• _TASK BRIEF_
Whenever a line in this data holds the word "without", report that line in full.

>>

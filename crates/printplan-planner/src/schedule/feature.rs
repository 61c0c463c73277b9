//! Ordering of the move sequences of one feature extrusion

use printplan_core::{Point3, PrintFeatureType};
use printplan_settings::ZSeamConfig;

use super::candidates::{ChangeSequenceAction, ClosestStartPoint, StartCandidatePoint};
use super::constraints::{
    feature_constraints_generators, move_sequences_constraints_generators, MoveSequencesConstraints,
};
use super::seam::pre_filter_start_candidates;
use crate::error::{ScheduleError, ScheduleResult};
use crate::operation::{FeatureExtrusionInfo, OperationPtr};

/// Schedules the move sequences of a feature extrusion
///
/// Built once per feature with every feature of the extruder plan, so that
/// ordering constraints against the other features are known up front.
pub struct FeatureExtrusionScheduler {
    feature: OperationPtr,
    seam_config: Option<ZSeamConfig>,
    /// Features that must be printed after this one
    extrusions_after: Vec<OperationPtr>,
    moves_constraints: MoveSequencesConstraints,
    /// Start candidates of each remaining sequence, in input order
    start_candidates: Vec<(Option<OperationPtr>, Vec<StartCandidatePoint>)>,
    /// Sequences without any start candidate, appended last in input order
    skipped_sequences: Vec<OperationPtr>,
    optimize_sequences: bool,
}

impl FeatureExtrusionScheduler {
    pub fn new(feature: &OperationPtr, all_features: &[OperationPtr]) -> Self {
        Self::with_sequence_optimization(feature, all_features, true)
    }

    /// A scheduler that keeps the input order of the sequences when `optimize_sequences` is false
    pub fn with_sequence_optimization(
        feature: &OperationPtr,
        all_features: &[OperationPtr],
        optimize_sequences: bool,
    ) -> Self {
        let info = feature.feature_info();
        let seam_config = info.as_ref().and_then(seam_config_for);

        let mut extrusions_after = Vec::new();
        let mut moves_constraints = MoveSequencesConstraints::new();
        if let Some(info) = &info {
            for generator in feature_constraints_generators(info.feature_type) {
                generator.append_constraints(feature, all_features, &mut extrusions_after);
            }
            for generator in move_sequences_constraints_generators(info.feature_type) {
                generator.append_constraints(feature, &mut moves_constraints);
            }
        }

        let mut scheduler = Self {
            feature: feature.clone(),
            seam_config,
            extrusions_after,
            moves_constraints,
            start_candidates: Vec::new(),
            skipped_sequences: Vec::new(),
            optimize_sequences: optimize_sequences && seam_config.is_some(),
        };
        scheduler.make_start_candidates();
        scheduler
    }

    pub fn feature(&self) -> &OperationPtr {
        &self.feature
    }

    pub fn seam_config(&self) -> Option<&ZSeamConfig> {
        self.seam_config.as_ref()
    }

    pub fn extrusions_after(&self) -> &[OperationPtr] {
        &self.extrusions_after
    }

    pub fn optimizes_sequences(&self) -> bool {
        self.optimize_sequences
    }

    /// Sequences left out of the ordering because they offer no start position
    pub fn skipped_sequences(&self) -> &[OperationPtr] {
        &self.skipped_sequences
    }

    pub fn has_start_candidates(&self) -> bool {
        self.start_candidates.iter().any(|(_, candidates)| !candidates.is_empty())
    }

    /// Whether `feature` may start, as far as this scheduler is concerned
    pub fn is_feature_processable_now(&self, feature: &OperationPtr) -> bool {
        !self.extrusions_after.contains(feature)
    }

    /// Whether no remaining sequence has to be printed before `sequence`
    pub fn is_move_sequence_processable_now(&self, sequence: &OperationPtr) -> bool {
        !self
            .moves_constraints
            .values()
            .any(|afters| afters.contains(sequence))
    }

    /// Offer every candidate of the currently processable sequences to `closest`
    pub fn evaluate_closest_point(&self, position: Point3, closest: &mut Option<ClosestStartPoint>) {
        for (sequence, candidates) in &self.start_candidates {
            let processable = sequence
                .as_ref()
                .map_or(true, |sequence| self.is_move_sequence_processable_now(sequence));
            if !processable {
                continue;
            }

            for candidate in candidates {
                ClosestStartPoint::offer(closest, candidate, position);
            }
        }
    }

    /// Reorder the feature's sequences, starting with `start`
    ///
    /// `current_position` is left where the last sequence ends. Sequences
    /// without start candidates go last, in input order. On deadlock the
    /// remaining sequences are kept in input order and the error is returned
    /// once the feature has been written back.
    pub fn optimize(&mut self, start: &StartCandidatePoint, current_position: &mut Point3) -> ScheduleResult<()> {
        if !self.optimize_sequences || start.move_sequence.is_none() {
            if let Some(end) = self.feature.find_end_position() {
                *current_position = end;
            }
            self.start_candidates.clear();
            return Ok(());
        }

        let children = self.feature.operations();
        let (mut remaining, mut others): (Vec<OperationPtr>, Vec<OperationPtr>) = children
            .into_iter()
            .partition(|child| child.is_continuous_sequence() && !self.skipped_sequences.contains(child));
        let mut ordered = Vec::with_capacity(remaining.len() + others.len());
        // Skipped sequences keep their relative order, ahead of non-sequence children
        others.sort_by_key(|child| !self.skipped_sequences.contains(child));

        self.append_next(start, &mut ordered, &mut remaining, current_position)?;

        while !remaining.is_empty() {
            let mut closest = None;
            self.evaluate_closest_point(*current_position, &mut closest);

            let Some(closest) = closest else {
                tracing::error!(
                    "Deadlock while ordering {:?}, {} sequence(s) appended unordered",
                    self.feature,
                    remaining.len()
                );
                let count = remaining.len();
                ordered.append(&mut remaining);
                ordered.extend(others);
                self.start_candidates.clear();
                self.feature.set_operations(ordered)?;
                return Err(ScheduleError::Deadlock { remaining: count });
            };

            self.append_next(&closest.point, &mut ordered, &mut remaining, current_position)?;
        }

        ordered.extend(others);
        self.feature.set_operations(ordered)?;
        Ok(())
    }

    fn append_next(
        &mut self,
        candidate: &StartCandidatePoint,
        ordered: &mut Vec<OperationPtr>,
        remaining: &mut Vec<OperationPtr>,
        current_position: &mut Point3,
    ) -> ScheduleResult<()> {
        let Some(sequence) = &candidate.move_sequence else {
            return Ok(());
        };

        candidate.apply_action()?;
        ordered.push(sequence.clone());
        remaining.retain(|other| other != sequence);
        self.start_candidates
            .retain(|(other, _)| other.as_ref() != Some(sequence));
        self.moves_constraints.remove(sequence);

        match sequence.find_end_position() {
            Some(end) => *current_position = end,
            None => tracing::warn!("Appended {:?} without end position", sequence),
        }
        tracing::trace!("Sequence starts at {} ({:?})", candidate.position, candidate.action);
        Ok(())
    }

    fn make_start_candidates(&mut self) {
        if !self.optimize_sequences {
            match self.feature.find_start_position() {
                Some(position) => self.start_candidates.push((
                    None,
                    vec![StartCandidatePoint {
                        position,
                        feature: self.feature.clone(),
                        move_sequence: None,
                        move_operation: None,
                        action: ChangeSequenceAction::None,
                    }],
                )),
                None => tracing::error!("{:?} has no start position", self.feature),
            }
            return;
        }

        let Some(seam_config) = self.seam_config else {
            return;
        };

        for sequence in self.feature.operations_of(OperationPtr::is_continuous_sequence) {
            let candidate = |position, move_operation, action| StartCandidatePoint {
                position,
                feature: self.feature.clone(),
                move_sequence: Some(sequence.clone()),
                move_operation,
                action,
            };

            let mut candidates = Vec::new();
            if sequence.is_closed() == Some(true) {
                for extrusion in sequence.operations_of(OperationPtr::is_extrusion_move) {
                    if let Some(position) = extrusion.position() {
                        candidates.push(candidate(position, Some(extrusion), ChangeSequenceAction::Reorder));
                    }
                }
            } else {
                if let Some(start) = sequence.find_start_position() {
                    candidates.push(candidate(start, None, ChangeSequenceAction::None));
                }
                if let Some(end) = sequence.find_end_position() {
                    candidates.push(candidate(end, None, ChangeSequenceAction::Reverse));
                }
            }

            let candidates = pre_filter_start_candidates(candidates, &seam_config);
            if candidates.is_empty() {
                tracing::warn!("{:?} has no start candidate and is printed last", sequence);
                self.moves_constraints.remove(&sequence);
                self.skipped_sequences.push(sequence);
                continue;
            }
            self.start_candidates.push((Some(sequence), candidates));
        }
    }
}

/// Seam placement used for a feature, if its sequences are reordered at all
fn seam_config_for(info: &FeatureExtrusionInfo) -> Option<ZSeamConfig> {
    match info.feature_type {
        PrintFeatureType::OuterWall => Some(
            info.mesh
                .as_ref()
                .map_or_else(ZSeamConfig::default, |mesh| mesh.seam_config),
        ),
        PrintFeatureType::InnerWall
        | PrintFeatureType::Skin
        | PrintFeatureType::Roof
        | PrintFeatureType::Support
        | PrintFeatureType::SkirtBrim
        | PrintFeatureType::Infill
        | PrintFeatureType::SupportInfill
        | PrintFeatureType::SupportInterface => Some(ZSeamConfig::default()),
        _ => None,
    }
}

<<

• _WRITTEN SOLUTION_
    /// Sequences without any start candidate, appended last in input order
    /// without start candidates go last, in input order. On deadlock the
            None => tracing::warn!("Appended {:?} without end position", sequence),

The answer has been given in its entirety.